*What the exercise asks*
Read through the entries below and copy each line where "PartialEq" turns up.

*Data listing*
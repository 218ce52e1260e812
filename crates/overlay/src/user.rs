//! User scopes
//!
//! Every overlay request and query is scoped to a user. The core never assumes an
//! ambient "current user"; callers pass a [`UserId`] explicitly and resolve
//! [`UserArg::Current`] against whatever default their own context provides.

use std::{fmt, str::FromStr};

use serde::{Deserialize, Serialize};
use thiserror::Error;

/// Identifier of the user (namespace) an overlay operation applies to
#[derive(
    Debug, Clone, Copy, PartialEq, Eq, PartialOrd, Ord, Hash, Default, Serialize, Deserialize,
)]
#[serde(transparent)]
pub struct UserId(i32);

impl UserId {
    /// The system user, the default scope of the command-line tool
    pub const SYSTEM: Self = Self(0);

    #[must_use]
    pub const fn new(id: i32) -> Self {
        Self(id)
    }

    #[must_use]
    pub const fn get(self) -> i32 {
        self.0
    }
}

impl From<i32> for UserId {
    fn from(id: i32) -> Self {
        Self(id)
    }
}

impl fmt::Display for UserId {
    fn fmt(&self, f: &mut fmt::Formatter<'_>) -> fmt::Result {
        write!(f, "{}", self.0)
    }
}

/// A `--user` argument as typed on the command line
#[derive(Debug, Clone, Copy, PartialEq, Eq)]
pub enum UserArg {
    /// An explicit numeric user id
    Id(UserId),

    /// `current` or `cur`: whatever default user the caller is configured with
    Current,
}

impl UserArg {
    /// Turn the argument into a concrete user, using `current` for [`UserArg::Current`]
    #[must_use]
    pub fn resolve(self, current: UserId) -> UserId {
        match self {
            Self::Id(id) => id,
            Self::Current => current,
        }
    }
}

#[derive(Error, Debug, Clone, PartialEq, Eq)]
pub enum UserArgError {
    #[error("Bad user number: {0}")]
    BadUserNumber(String),
}

impl FromStr for UserArg {
    type Err = UserArgError;

    fn from_str(s: &str) -> Result<Self, Self::Err> {
        match s {
            "current" | "cur" => Ok(Self::Current),
            other => other
                .parse::<i32>()
                .ok()
                .filter(|id| *id >= 0)
                .map(|id| Self::Id(UserId(id)))
                .ok_or_else(|| UserArgError::BadUserNumber(other.to_string())),
        }
    }
}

*Exercise answer*
    Debug, Clone, Copy, PartialEq, Eq, PartialOrd, Ord, Hash, Default, Serialize, Deserialize,
#[derive(Debug, Clone, Copy, PartialEq, Eq)]
#[derive(Error, Debug, Clone, PartialEq, Eq)]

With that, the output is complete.